No End in Sight for the VW Scandal
How deep does the Volkswagen cheating scandal go? After the EPA charged the German company with designing software that, in the words of EPA enforcement officer Cynthia Giles, “turns off emissions controls when driving normally and turns them on when the car is undergoing an emissions test”, the company’s share price fell off a cliff. The U.S. government can levy $37,500 for each vehicle that circumvented Clean Air Act regulations, which adds up to a whopping potential fine of $18 billion. VW’s CEO apologized earlier this week, saying he was “sorry that we have broken the trust of our customers and the public”, but that mea culpa wasn’t enough to save his job and he recently resigned from his position. Volkswagen’s board is mulling over candidates for its next CEO, with Porsche CEO Matthias Müller looking to be the .

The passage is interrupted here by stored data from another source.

impl RenderingController {
    /// Starts a render thread. It stays idle until the first request.
    pub fn spawn<C>(
        config: ControllerConfig,
        collector: DirtyRegionCollector,
        callback: C,
    ) -> Result<Self, ControllerError>
    where
        C: RenderCallback + Send + 'static,
    {
        Self::spawn_inner(config, collector, callback, None)
    }

    /// Starts a render thread that reports frame events to `sink`.
    pub fn spawn_traced<C>(
        config: ControllerConfig,
        collector: DirtyRegionCollector,
        callback: C,
        sink: Box<dyn TraceSink + Send>,
    ) -> Result<Self, ControllerError>
    where
        C: RenderCallback + Send + 'static,
    {
        Self::spawn_inner(config, collector, callback, Some(sink))
    }

    fn spawn_inner<C>(
        config: ControllerConfig,
        collector: DirtyRegionCollector,
        callback: C,
        sink: Option<Box<dyn TraceSink + Send>>,
    ) -> Result<Self, ControllerError>
    where
        C: RenderCallback + Send + 'static,
    {
        let strategy = config.wait_strategy.unwrap_or_else(WaitStrategy::detect);
        let fps = config.frames_per_second.max(1);
        let shared = Arc::new(Shared {
            pending: AtomicU32::new(0),
            locked: AtomicBool::new(false),
            frame_cycle_ticks: AtomicI64::new(frame_cycle_ticks(fps)),
            frames_per_second: AtomicU32::new(fps),
            dropped: AtomicU32::new(0),
            phase: AtomicU8::new(PHASE_IDLE),
            frames_rendered: AtomicU64::new(0),
            wake: strategy.create_handle(false),
            rendering_done: strategy.create_handle(true),
            exited: strategy.create_handle(true),
        });
        shared.rendering_done.wake_up();

        let thread = {
            let shared = Arc::clone(&shared);
            thread::Builder::new()
                .name(config.thread_name.into())
                .spawn(move || {
                    let mut render_loop = RenderLoop {
                        shared: &shared,
                        callback,
                        collector,
                        sink,
                        next_deadline: None,
                        frame_index: 0,
                    };
                    render_loop.run()
                })
                .map_err(ControllerError::Spawn)?
        };
        log::debug!(
            "render thread started ({strategy:?}, {fps} fps, {:?})",
            config.thread_name
        );

        Ok(Self {
            shared,
            thread: Some(thread),
            exit_timeout: config.exit_timeout,
        })
    }

    /// Requests a frame. With `force`, the frame redraws everything.
    ///
    /// Ignored while locked.
    pub fn request_update(&self, force: bool) {
        let reasons = if force {
            RenderReasons::REDRAW_ALL
        } else {
            RenderReasons::empty()
        };
        self.request(reasons);
    }

    /// Requests a full redraw after a size change. Ignored while locked.
    pub fn request_resize(&self) {
        self.request(RenderReasons::RESIZE | RenderReasons::REDRAW_ALL);
    }

    /// Requests a full redraw for an interactive, still-changing resize.
    ///
    /// Ignored while locked.
    pub fn request_temporary_resize(&self) {
        self.request(
            RenderReasons::RESIZE | RenderReasons::RESIZE_TEMPORARILY | RenderReasons::REDRAW_ALL,
        );
    }

    fn request(&self, reasons: RenderReasons) {
        if self.shared.locked.load(Ordering::Acquire) {
            self.shared.dropped.fetch_add(1, Ordering::Relaxed);
            return;
        }
        self.shared
            .pending
            .fetch_or(reasons.bits() | REQUESTED, Ordering::Release);
        self.shared.wake.wake_up();
    }

    /// Suppresses all requests and rendering until [`unlock`](Self::unlock).
    pub fn lock(&self) {
        self.shared.locked.store(true, Ordering::Release);
    }

    /// Lifts a lock and schedules one resize-and-redraw-all frame covering
    /// whatever changed meanwhile.
    ///
    /// Returns `false` if the controller was not locked.
    pub fn unlock(&self) -> bool {
        if !self.shared.locked.swap(false, Ordering::AcqRel) {
            return false;
        }
        self.shared.pending.fetch_or(
            (RenderReasons::RESIZE | RenderReasons::REDRAW_ALL).bits() | REQUESTED,
            Ordering::Release,
        );
        self.shared.wake.wake_up();
        true
    }

    /// Whether requests are currently being dropped.
    #[must_use]
    pub fn is_locked(&self) -> bool {
        self.shared.locked.load(Ordering::Acquire)
    }

    /// Changes the target cadence; zero is treated as one.
    ///
    /// Applies from the next computed deadline. A deadline already being
    /// waited on is not re-armed.
    pub fn set_frames_per_second(&self, fps: u32) {
        let fps = fps.max(1);
        self.shared.frames_per_second.store(fps, Ordering::Relaxed);
        let ticks = frame_cycle_ticks(fps);
        // Never overwrite the stop sentinel.
        _ = self.shared.frame_cycle_ticks.fetch_update(
            Ordering::AcqRel,
            Ordering::Acquire,
            |current| (current >= 0).then_some(ticks),
        );
    }

    /// The target cadence.
    #[must_use]
    pub fn frames_per_second(&self) -> u32 {
        self.shared.frames_per_second.load(Ordering::Relaxed)
    }

    /// Number of times the render callback has returned.
    #[must_use]
    pub fn frames_rendered(&self) -> u64 {
        self.shared.frames_rendered.load(Ordering::Acquire)
    }

    /// Blocks until no render callback is running, or until `timeout`.
    ///
    /// Returns `true` if the render thread is between frames.
    pub fn wait_for_rendering(&self, timeout: Option<Duration>) -> bool {
        match self.shared.rendering_done.wait(timeout) {
            Ok(done) => done,
            Err(err) => {
                log::error!("waiting for the rendering gate failed: {err}");
                false
            }
        }
    }

    /// Asks the render thread to exit after the frame in progress, if any.
    pub fn stop(&self) {
        self.shared
            .frame_cycle_ticks
            .store(STOP_SENTINEL, Ordering::Release);
        self.shared.wake.wake_up();
    }

    /// Blocks until the render thread has left its loop, or until `timeout`.
    pub fn wait_for_exit(&self, timeout: Option<Duration>) -> bool {
        match self.shared.exited.wait(timeout) {
            Ok(exited) => exited,
            Err(err) => {
                log::error!("waiting for render thread exit failed: {err}");
                false
            }
        }
    }

    /// The controller's current state.
    #[must_use]
    pub fn state(&self) -> ControllerState {
        let phase = self.shared.phase.load(Ordering::Acquire);
        if phase == PHASE_STOPPED || self.shared.is_stopped() {
            ControllerState::Stopped
        } else if phase == PHASE_RENDERING {
            ControllerState::Rendering
        } else if self.shared.locked.load(Ordering::Acquire) {
            ControllerState::Locked
        } else if phase == PHASE_PENDING || self.shared.pending.load(Ordering::Acquire) != 0 {
            ControllerState::Pending
        } else {
            ControllerState::Idle
        }
    }

    /// Stops the render thread and reports how it ended.
    ///
    /// Waits at most the configured exit timeout; on timeout the thread is
    /// detached.
    pub fn shutdown(mut self) -> Result<(), ControllerError> {
        self.finish()
    }

    fn finish(&mut self) -> Result<(), ControllerError> {
        let Some(thread) = self.thread.take() else {
            return Ok(());
        };
        self.stop();
        if !self.wait_for_exit(Some(self.exit_timeout)) {
            return Err(ControllerError::ExitTimeout);
        }
        match thread.join() {
            Ok(Ok(())) => Ok(()),
            Ok(Err(err)) => Err(ControllerError::Wait(err)),
            Err(_) => Err(ControllerError::RenderPanicked),
        }
    }
}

Then we learned that the software VW used to dupe American regulators was installed in as many as 11 million vehicles worldwide, expanding the scope of this problem and leading European regulators to wonder whether they too had been had by the unscrupulous workaround. In response, French, German, and Italian lawmakers all called for a review of their own emissions testings programs, and the UK transport secretary was compelled to request that “the EU to conduct a Europe-wide investigation into whether there is evidence that cars here have been fitted with defeat devices.” And Berlin is being forced to confront the problem at home because, as the BBC reports, VW used its “defeat device” software in Germany as well:Volkswagen has admitted using the same fake emissions test in Europe as it used in the US, Germany’s transport minister has suggest […]
Mr Dobrindt said he had been told vehicles with 1.6 and 2.0 litre diesel engines are “affected by the manipulations that are being talked about”.The company’s Jetta, Beetle, Golf and Audi A3 models in the US from 2009 to 2015, and the Passat from 2014-15, were fitted with the devices which produced doctored results. However, diesel cars are far more popular in Europe than in the US.
This mess has huge implications for the German economy. One in seven Germans are employed by the auto industry and VW is the biggest company of them all, employing more than a quarter of a million people. Bad news for VW (like the fact that Moody’s and Standard & Poor’s are considering downgrading the company’s credit rating) is therefore bad news for Germany. As ING chief economist Carsten Brzeski told Reuters, “[i]f Volkswagen’s sales were to plunge in North America in the coming months, this would not only have an impact on the company, but on the German economy as a whole…All of a sudden, Volkswagen has become a bigger downside risk for the German economy than the Greek debt crisis.” And, as the Times of London reports, this problem may extend outside of VW and across the auto industry:
Shares in BMW fell nearly 10 per cent today as the German luxury carmaker was dragged into the diesel emissions scandal that has convulsed VW. Road tests carried out by the same group that exposed VW’s rigging of diesel emissions tests have shown that BMW’s X3 xDrive 20d emits the air pollutant nitrogen oxide at a level 11 times higher than the legal European limit, a German car magazine reported today.
But that’s not all! This software malfeasance is also a PR disaster for diesel fueled vehicles, which can provide greater gas mileage at the cost of increased local pollutants (like nitrous oxide (NOx), the gas the EPA caught VW caught covering up). Over the past twenty years Europe has pushed diesel fueled cars and trucks to lower carbon emissions, but many of its cities have been choked by the resultant smog—Paris actually banned cars from driving for a day this spring in an effort to clear its toxic skies. The Volkswagen scandal is a bad look for a fuel already under increased scrutiny. “People are starting to become more wary of diesel”, said Citi commodities analyst Chris Main.
Last, but certainly not least, are the potential health impacts of these unreported NOx emissions. Analysts estimate that VW cars may have been emitting as many as 900,000 more tons of NOx annually than it was previously reporting. As Reuters notes, that amount of emissions has serious consequences for public health:In 2012, the WHO’s specialist cancer research agency reclassified diesel engine fumes as carcinogenic, saying they can cause lung cancer and belong in the same potentially deadly category as asbestos, arsenic and mustard gas. The WHO says epidemiological studies show that symptoms of bronchitis in asthmatic children increase with long-term exposure to NOx and nitrogen dioxide (NO2). Reduced lung function is also linked to NO2 at the concentrations currently measured in cities of Europe and North America, it says.
VW isn’t the first green cheat, nor will it be the last, but it seems safe to say that the size of this scandal is unprecedented. It broadens and deepens with each passing day, and with less than a week gone since the story first broke you can be sure the fallout is far from over.